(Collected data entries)
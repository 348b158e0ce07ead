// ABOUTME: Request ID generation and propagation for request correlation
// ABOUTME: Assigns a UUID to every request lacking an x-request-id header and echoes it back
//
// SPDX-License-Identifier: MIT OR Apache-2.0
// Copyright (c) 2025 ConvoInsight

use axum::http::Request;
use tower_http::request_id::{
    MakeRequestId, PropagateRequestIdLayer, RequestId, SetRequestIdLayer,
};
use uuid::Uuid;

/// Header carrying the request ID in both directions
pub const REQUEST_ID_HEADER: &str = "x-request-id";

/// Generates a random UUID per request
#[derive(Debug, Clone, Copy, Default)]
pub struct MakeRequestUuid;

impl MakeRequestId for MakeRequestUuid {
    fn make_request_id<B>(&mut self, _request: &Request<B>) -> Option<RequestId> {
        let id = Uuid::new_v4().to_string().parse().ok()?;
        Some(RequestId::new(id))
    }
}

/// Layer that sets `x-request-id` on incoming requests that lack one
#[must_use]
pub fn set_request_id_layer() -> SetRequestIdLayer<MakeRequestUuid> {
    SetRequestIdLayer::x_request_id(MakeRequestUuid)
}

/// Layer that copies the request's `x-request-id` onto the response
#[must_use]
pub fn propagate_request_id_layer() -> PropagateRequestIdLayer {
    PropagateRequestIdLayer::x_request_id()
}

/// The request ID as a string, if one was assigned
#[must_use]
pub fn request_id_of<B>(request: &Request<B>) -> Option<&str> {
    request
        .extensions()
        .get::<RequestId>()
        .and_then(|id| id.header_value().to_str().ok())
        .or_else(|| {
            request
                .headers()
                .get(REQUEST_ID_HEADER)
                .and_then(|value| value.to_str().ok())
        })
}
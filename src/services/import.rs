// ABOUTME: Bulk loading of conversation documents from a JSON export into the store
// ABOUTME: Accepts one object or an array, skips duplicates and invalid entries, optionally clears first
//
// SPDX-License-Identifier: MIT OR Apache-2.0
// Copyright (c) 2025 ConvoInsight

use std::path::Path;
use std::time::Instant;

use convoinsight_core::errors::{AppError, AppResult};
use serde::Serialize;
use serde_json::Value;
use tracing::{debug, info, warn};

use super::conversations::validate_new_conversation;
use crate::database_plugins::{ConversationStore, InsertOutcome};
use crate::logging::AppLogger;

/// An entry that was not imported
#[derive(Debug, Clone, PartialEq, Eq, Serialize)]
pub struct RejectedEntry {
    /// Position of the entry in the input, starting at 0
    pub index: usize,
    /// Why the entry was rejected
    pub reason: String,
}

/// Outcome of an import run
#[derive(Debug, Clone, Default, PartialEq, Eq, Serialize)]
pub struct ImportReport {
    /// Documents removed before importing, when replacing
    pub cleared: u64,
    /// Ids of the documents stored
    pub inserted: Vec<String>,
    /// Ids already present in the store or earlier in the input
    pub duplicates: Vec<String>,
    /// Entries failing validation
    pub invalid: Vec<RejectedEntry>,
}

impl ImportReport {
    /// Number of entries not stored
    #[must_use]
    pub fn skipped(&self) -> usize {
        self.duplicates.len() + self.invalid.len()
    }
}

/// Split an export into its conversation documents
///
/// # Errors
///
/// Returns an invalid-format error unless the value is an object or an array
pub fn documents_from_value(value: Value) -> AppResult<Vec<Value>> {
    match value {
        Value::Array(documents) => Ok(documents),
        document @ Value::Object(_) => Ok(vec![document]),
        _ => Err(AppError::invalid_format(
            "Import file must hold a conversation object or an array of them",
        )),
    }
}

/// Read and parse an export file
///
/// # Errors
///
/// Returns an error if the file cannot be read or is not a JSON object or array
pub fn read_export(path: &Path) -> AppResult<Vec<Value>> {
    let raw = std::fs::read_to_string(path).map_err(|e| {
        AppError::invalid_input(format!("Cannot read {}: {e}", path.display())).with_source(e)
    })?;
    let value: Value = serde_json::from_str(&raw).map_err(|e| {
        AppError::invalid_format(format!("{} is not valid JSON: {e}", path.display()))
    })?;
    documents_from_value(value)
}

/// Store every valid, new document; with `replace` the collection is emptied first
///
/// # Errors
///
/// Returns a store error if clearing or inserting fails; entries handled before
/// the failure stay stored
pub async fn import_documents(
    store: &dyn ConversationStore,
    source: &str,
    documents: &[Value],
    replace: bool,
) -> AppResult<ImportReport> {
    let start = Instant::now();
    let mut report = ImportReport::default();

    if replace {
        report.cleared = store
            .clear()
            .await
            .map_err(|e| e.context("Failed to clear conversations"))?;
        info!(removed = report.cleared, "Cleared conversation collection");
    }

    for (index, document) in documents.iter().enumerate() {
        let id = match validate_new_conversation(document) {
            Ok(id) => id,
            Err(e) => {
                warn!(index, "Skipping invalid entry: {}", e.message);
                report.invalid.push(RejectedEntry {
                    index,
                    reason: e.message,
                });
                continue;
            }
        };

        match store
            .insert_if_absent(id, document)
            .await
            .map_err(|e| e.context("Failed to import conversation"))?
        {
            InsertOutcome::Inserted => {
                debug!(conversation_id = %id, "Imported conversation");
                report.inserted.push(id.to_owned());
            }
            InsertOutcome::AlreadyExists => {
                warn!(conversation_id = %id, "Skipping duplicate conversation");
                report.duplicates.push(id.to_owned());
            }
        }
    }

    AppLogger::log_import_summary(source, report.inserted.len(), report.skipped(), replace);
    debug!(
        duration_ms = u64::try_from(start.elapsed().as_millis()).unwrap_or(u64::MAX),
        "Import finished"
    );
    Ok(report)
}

#### [EXERCISE GOAL]
If a line in the entries above contains the word "ABOUTME", copy it.

#### [ANSWER FOR THE TASK]
// ABOUTME: Request ID generation and propagation for request correlation
// ABOUTME: Assigns a UUID to every request lacking an x-request-id header and echoes it back
// ABOUTME: Bulk loading of conversation documents from a JSON export into the store
// ABOUTME: Accepts one object or an array, skips duplicates and invalid entries, optionally clears first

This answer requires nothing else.